2. a community is able to successfully function when there is a shared culture amongst its people.
3. the components of a culture are language, beliefs & values and symbols.
Lets know define the components of culture:
* Language is self explanatory
* beliefs: statements held to be true
* values: differentiates right feelings, thoughts and behavior from wrong feelings, thoughts and behavior
* symbols: anything that carries a particular meaning to a group.
Lets now see how compatible to TC and GC cultures are, as everyone agrees that to have a functioning community you must have a shared culture.
* Language, lets see, Turkish and Greek (with a funny accent), some shared words but the language dont sound the same, look the same, nor do they have similar origins. Unless your bilingual a TC cant understand a GC and vice a versa.
* Beliefs, poles apart here, one believes jesus was the son of god the other believes god cannot have a son. one believes Mohammed was gods last prophet the other definitely does not. Quran/Bible two very different beliefs.
* Values: the feelings/thoughts of TC again completely different to that of GC. should cyprus be united/divided? should TC have self or not? should Turkey remove its soldiers from northern cyprus? Should people that have migrated from Turkey be forced back? etc etc ..30 plus years of a divided cyprus has shown what TC believe to be right and true is not what GC believe to be right and true.

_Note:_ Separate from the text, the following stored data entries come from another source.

//! Session Types
//!
//! The session record owned by the registry, its inputs, and errors.

use axum::http::StatusCode;
use axum::response::{IntoResponse, Response};
use base64::engine::general_purpose::STANDARD;
use base64::Engine;
use chrono::{DateTime, Utc};
use gw_common::{QrData, SessionState, SessionSummary, Timestamps};
use thiserror::Error;

use crate::util::api_error;

/// Content type of QR payloads issued by the transport.
pub const QR_CONTENT_TYPE: &str = "image/png";

/// One messaging-agent login.
#[derive(Debug, Clone, PartialEq, Eq)]
pub struct Session {
    pub user_id: String,
    pub agent_id: String,
    pub agent_name: String,
    pub api_key: Option<String>,
    pub endpoint_override: Option<String>,
    pub state: SessionState,
    /// Present only while `state == AwaitingScan`.
    pub qr_token: Option<Vec<u8>>,
    pub qr_issued_at: Option<DateTime<Utc>>,
    pub created_at: DateTime<Utc>,
    pub updated_at: DateTime<Utc>,
}

impl Session {
    /// Effective inference endpoint: the override, or `{base}/agents/{agent_id}/execute`.
    pub fn endpoint(&self, ai_backend_url: &str) -> String {
        self.endpoint_override.clone().unwrap_or_else(|| {
            format!(
                "{}/agents/{}/execute",
                ai_backend_url.trim_end_matches('/'),
                self.agent_id
            )
        })
    }

    /// The live QR token rendered for JSON transport.
    pub fn qr_data(&self) -> Option<QrData> {
        self.qr_token.as_deref().map(render_qr)
    }

    pub const fn is_ready(&self) -> bool {
        matches!(self.state, SessionState::Authenticated)
    }

    pub fn timestamps(&self) -> Timestamps {
        Timestamps {
            created_at: self.created_at,
            updated_at: self.updated_at,
        }
    }

    pub fn summary(&self) -> SessionSummary {
        SessionSummary {
            user_id: self.user_id.clone(),
            agent_id: self.agent_id.clone(),
            agent_name: self.agent_name.clone(),
            status: self.state,
        }
    }
}

/// Base64-render an opaque QR token.
pub fn render_qr(token: &[u8]) -> QrData {
    QrData {
        content_type: QR_CONTENT_TYPE.to_string(),
        base64: STANDARD.encode(token),
    }
}

/// Input for [`SessionRegistry::create`](super::registry::SessionRegistry::create).
#[derive(Debug, Clone, Default)]
pub struct NewSession {
    pub user_id: String,
    pub agent_id: String,
    pub agent_name: String,
    pub api_key: Option<String>,
    pub endpoint_override: Option<String>,
}

/// Fields updated together with a state transition.
#[derive(Debug, Clone, Default)]
pub struct TransitionFields {
    pub qr_token: Option<Vec<u8>>,
    pub qr_issued_at: Option<DateTime<Utc>>,
}

impl TransitionFields {
    /// A freshly issued token.
    pub fn issued(token: Vec<u8>, at: DateTime<Utc>) -> Self {
        Self {
            qr_token: Some(token),
            qr_issued_at: Some(at),
        }
    }
}

/// Session registry errors.
#[derive(Error, Debug)]
pub enum SessionError {
    #[error("Validation: {0}")]
    Validation(String),
    #[error("Session already exists for agent {agent_id}")]
    DuplicateSession { agent_id: String },
    #[error("Session not found: {0}")]
    NotFound(String),
    #[error("Invalid transition from {from} to {to}")]
    InvalidTransition {
        from: SessionState,
        to: SessionState,
    },
    /// The caller's refresh generation was stopped before the transition applied.
    #[error("Transition cancelled: refresh loop stopped")]
    Cancelled,
    #[error("Database error: {0}")]
    Database(#[from] sqlx::Error),
    /// The task applying a transition panicked or was shut down.
    #[error("Session write aborted: {0}")]
    Aborted(String),
}

impl IntoResponse for SessionError {
    fn into_response(self) -> Response {
        match self {
            Self::Validation(msg) => api_error(StatusCode::BAD_REQUEST, "INVALID_PAYLOAD", msg),
            Self::DuplicateSession { .. } => {
                api_error(StatusCode::CONFLICT, "SESSION_EXISTS", self.to_string())
            }
            Self::NotFound(_) => {
                api_error(StatusCode::NOT_FOUND, "SESSION_NOT_FOUND", self.to_string())
            }
            Self::InvalidTransition { .. } => {
                api_error(StatusCode::CONFLICT, "INVALID_TRANSITION", self.to_string())
            }
            Self::Cancelled => api_error(StatusCode::CONFLICT, "CANCELLED", self.to_string()),
            Self::Database(e) => {
                tracing::error!("Database error: {}", e);
                api_error(
                    StatusCode::INTERNAL_SERVER_ERROR,
                    "INTERNAL_ERROR",
                    "Internal server error",
                )
            }
            Self::Aborted(e) => {
                tracing::error!("Session write aborted: {}", e);
                api_error(
                    StatusCode::INTERNAL_SERVER_ERROR,
                    "INTERNAL_ERROR",
                    "Internal server error",
                )
            }
        }
    }
}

* The crescent moon and star, the red of the turkish flag, mosques, symbols that mean something to TC. To GC the orthodox cross, their churches etc again to similarities.
My point here is how the hell can a united community function when the cultures are so different. Wake up people partition is the ONLY SOLUTION.
Big Al, even though what you have listed above, are differences between GCs and TCs, they are not differences that should necessarily separate the population of a country, since they do co-exist in many other parts of the world, and yet countries remain united, peaceful, functional and prosperous. I am definitely certain that these differences are not the reason why you want to promote the idea of partition, but they only serve as a smoke screen to hide your true motives.
It is true that the two communities and their visions are incompatible, and their differences are unbridgeable, but not for the reasons you have stated. The reasons are different. The main difference is that while the GCs have a vision for a holistic, sovereign and independed Cyprus, the TCs do not have such a vision but rather see Cyprus only as a satellite of Turkey, and a servant to its strategic interests in the region. The second main difference is that the GCs consciously feel and regard the whole of Cyprus as their historical and ancestral motherland, while the TCs do not see it in this way. The majority of GCs feel they are Cypriots of Greek linguistic and cultural background, the majority of TCs feel they are Turks that happen to live in Cyprus.
To make you understand the difference between the two visions and feelings, I will refer you to the Story of King Solomon and the two women, which I quote here bellow.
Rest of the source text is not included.